EXERCISE PROMPT: Retype, word for word, every line of the records below starting at the one that contains "use crate::domain::source::Source;" and ending at the one that contains "during validation of"; include both of those lines and nothing more.

────────────────

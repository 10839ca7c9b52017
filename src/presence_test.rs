use super::*;

fn entry(user_id: &str, seen: i64) -> PresenceEntry {
    PresenceEntry { user_id: user_id.to_owned(), email: format!("{user_id}@uwaterloo.ca"), last_seen_ms: seen }
}

#[test]
fn replace_all_counts_unique_users() {
    let mut tracker = PresenceTracker::new();
    tracker.replace_all([entry("a", 1), entry("a", 2), entry("b", 1)]);
    assert_eq!(tracker.count(), 2);
}

#[test]
fn replace_all_keeps_latest_seen_for_duplicates() {
    let mut tracker = PresenceTracker::new();
    tracker.replace_all([entry("a", 9), entry("a", 3)]);
    assert_eq!(tracker.list()[0].last_seen_ms, 9);
}

#[test]
fn replace_all_discards_previous_members() {
    let mut tracker = PresenceTracker::new();
    tracker.mark_online(entry("old", 1));
    tracker.replace_all([entry("new", 2)]);
    assert!(!tracker.contains("old"));
    assert!(tracker.contains("new"));
}

#[test]
fn mark_online_reports_new_users_only() {
    let mut tracker = PresenceTracker::new();
    assert!(tracker.mark_online(entry("a", 1)));
    assert!(!tracker.mark_online(entry("a", 5)));
    assert_eq!(tracker.count(), 1);
    assert_eq!(tracker.list()[0].last_seen_ms, 5);
}

#[test]
fn mark_online_never_moves_last_seen_backwards() {
    let mut tracker = PresenceTracker::new();
    tracker.mark_online(entry("a", 10));
    tracker.mark_online(entry("a", 4));
    assert_eq!(tracker.list()[0].last_seen_ms, 10);
}

#[test]
fn mark_offline_removes_known_user() {
    let mut tracker = PresenceTracker::new();
    tracker.mark_online(entry("a", 1));
    assert!(tracker.mark_offline("a"));
    assert!(!tracker.mark_offline("a"));
    assert_eq!(tracker.count(), 0);
}

#[test]
fn list_is_sorted_by_user_id() {
    let mut tracker = PresenceTracker::new();
    tracker.replace_all([entry("c", 1), entry("a", 1), entry("b", 1)]);
    let ids: Vec<String> = tracker.list().into_iter().map(|e| e.user_id).collect();
    assert_eq!(ids, vec!["a", "b", "c"]);
}

#[test]
fn clear_empties_the_set() {
    let mut tracker = PresenceTracker::new();
    tracker.replace_all([entry("a", 1), entry("b", 1)]);
    tracker.clear();
    assert_eq!(tracker.count(), 0);
    assert!(tracker.list().is_empty());
}

#[test]
fn payload_conversion_maps_seen_at() {
    let payload = frames::PresencePayload { user_id: "u".into(), email: "u@x".into(), seen_at: 42 };
    let entry = PresenceEntry::from(payload.clone());
    assert_eq!(entry.last_seen_ms, 42);
    assert_eq!(frames::PresencePayload::from(&entry), payload);
}
use std::path::{Path, PathBuf};

use chrono::{DateTime, NaiveDateTime};
use sqlx::{Executor, FromRow, Sqlite};

use crate::domain::source::Source;
use crate::domain::ValidationError;
use crate::utils::normalizations::normalize_path;
use super::RepositoryError;

#[derive(FromRow)]
struct DbSource {
    id: i64,
    path: String,
    added_at: i64,
}

impl TryFrom<DbSource> for Source {
    type Error = SourceConversionError;

    fn try_from(db: DbSource) -> Result<Self, Self::Error> {
        let added_at = seconds_to_naive(db.added_at);
        Ok(Source::new(db.id, PathBuf::from(db.path), added_at)?)
    }
}

fn seconds_to_naive(seconds: i64) -> NaiveDateTime {
    DateTime::from_timestamp(seconds, 0).map(|dt| dt.naive_utc()).unwrap_or_default()
}

#[derive(Debug, thiserror::Error)]
pub enum SourceConversionError {
    #[error("Error during validation of source fields: {0}")]
    ValidationError(#[from] ValidationError),
}

pub struct SqliteSourcesRepository;

impl SqliteSourcesRepository {
    pub fn new() -> Self {
        Self
    }

    pub async fn add<'e, E>(&self, executor: E, path: &Path, added_at: i64) -> Result<Source, RepositoryError>
    where
        E: Executor<'e, Database = Sqlite>,
    {
        let path_str = normalize_path(path).to_string_lossy().to_string();

        let db_source = sqlx::query_as::<_, DbSource>(
            "INSERT INTO library_sources(path, added_at) VALUES (?, ?)
             RETURNING id, path, added_at",
        )
        .bind(&path_str)
        .bind(added_at)
        .fetch_one(executor)
        .await
        .map_err(RepositoryError::from_sqlx_error)?;

        Ok(db_source.try_into()?)
    }

    pub async fn remove<'e, E>(&self, executor: E, path: &Path) -> Result<(), RepositoryError>
    where
        E: Executor<'e, Database = Sqlite>,
    {
        let path_str = normalize_path(path).to_string_lossy().to_string();

        sqlx::query("DELETE FROM library_sources WHERE path = ?")
            .bind(&path_str)
            .execute(executor)
            .await
            .map_err(RepositoryError::from_sqlx_error)?;

        Ok(())
    }

    pub async fn all<'e, E>(&self, executor: E) -> Result<Vec<Source>, RepositoryError>
    where
        E: Executor<'e, Database = Sqlite>,
    {
        let rows = sqlx::query_as::<_, DbSource>("SELECT id, path, added_at FROM library_sources ORDER BY path")
            .fetch_all(executor)
            .await
            .map_err(RepositoryError::from_sqlx_error)?;

        rows.into_iter().map(|r| Ok(r.try_into()?)).collect()
    }

    pub async fn exists<'e, E>(&self, executor: E, path: &Path) -> Result<bool, RepositoryError>
    where
        E: Executor<'e, Database = Sqlite>,
    {
        let path_str = normalize_path(path).to_string_lossy().to_string();

        let count: i64 = sqlx::query_scalar("SELECT COUNT(*) FROM library_sources WHERE path = ?")
            .bind(&path_str)
            .fetch_one(executor)
            .await
            .map_err(RepositoryError::from_sqlx_error)?;

        Ok(count > 0)
    }

    pub async fn count<'e, E>(&self, executor: E) -> Result<i64, RepositoryError>
    where
        E: Executor<'e, Database = Sqlite>,
    {
        sqlx::query_scalar("SELECT COUNT(*) FROM library_sources")
            .fetch_one(executor)
            .await
            .map_err(RepositoryError::from_sqlx_error)
    }
}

────────────────

EXERCISE OUTPUT:
use crate::domain::source::Source;
use crate::domain::ValidationError;
use crate::utils::normalizations::normalize_path;
use super::RepositoryError;

#[derive(FromRow)]
struct DbSource {
    id: i64,
    path: String,
    added_at: i64,
}

impl TryFrom<DbSource> for Source {
    type Error = SourceConversionError;

    fn try_from(db: DbSource) -> Result<Self, Self::Error> {
        let added_at = seconds_to_naive(db.added_at);
        Ok(Source::new(db.id, PathBuf::from(db.path), added_at)?)
    }
}

fn seconds_to_naive(seconds: i64) -> NaiveDateTime {
    DateTime::from_timestamp(seconds, 0).map(|dt| dt.naive_utc()).unwrap_or_default()
}

#[derive(Debug, thiserror::Error)]
pub enum SourceConversionError {
    #[error("Error during validation of source fields: {0}")]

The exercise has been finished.